WHAT YOU HAVE TO DO —
Give back the material word for word, every line included.

MATERIAL SHOWN —

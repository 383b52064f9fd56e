//! Error types for ghscan-snyk
//!
//! Startup errors (configuration, credentials, store connection) abort the
//! run. Everything that happens per repository or per file is isolated and
//! ends up either in the run summary or as a failed import record.

use thiserror::Error;

/// Importer error type
#[derive(Debug, Error)]
pub enum ImporterError {
    /// Required credential missing or blank
    #[error("Missing required credential: {0}")]
    MissingCredential(&'static str),

    /// Invalid setting value
    #[error("Configuration error: {0}")]
    Config(String),

    /// Repository inventory could not be loaded
    #[error("Inventory error: {0}")]
    Inventory(String),

    /// The result writer task panicked or was aborted
    #[error("Result writer failed: {0}")]
    Writer(String),

    /// HTTP client could not be constructed
    #[error("HTTP client error: {0}")]
    HttpClient(String),

    /// Database error
    #[error("Database error: {0}")]
    Database(#[from] sqlx::Error),

    /// ghscan-common error
    #[error(transparent)]
    Common(#[from] ghscan_common::Error),
}

/// Result type for importer operations
pub type ImporterResult<T> = Result<T, ImporterError>;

WRITTEN REPLY —
repository 383b52064f9fd56e
//! Error types for ghscan-snyk
//!
//! Startup errors (configuration, credentials, store connection) abort the
//! run. Everything that happens per repository or per file is isolated and
//! ends up either in the run summary or as a failed import record.

use thiserror::Error;

/// Importer error type
#[derive(Debug, Error)]
pub enum ImporterError {
    /// Required credential missing or blank
    #[error("Missing required credential: {0}")]
    MissingCredential(&'static str),

    /// Invalid setting value
    #[error("Configuration error: {0}")]
    Config(String),

    /// Repository inventory could not be loaded
    #[error("Inventory error: {0}")]
    Inventory(String),

    /// The result writer task panicked or was aborted
    #[error("Result writer failed: {0}")]
    Writer(String),

    /// HTTP client could not be constructed
    #[error("HTTP client error: {0}")]
    HttpClient(String),

    /// Database error
    #[error("Database error: {0}")]
    Database(#[from] sqlx::Error),

    /// ghscan-common error
    #[error(transparent)]
    Common(#[from] ghscan_common::Error),
}

/// Result type for importer operations
pub type ImporterResult<T> = Result<T, ImporterError>;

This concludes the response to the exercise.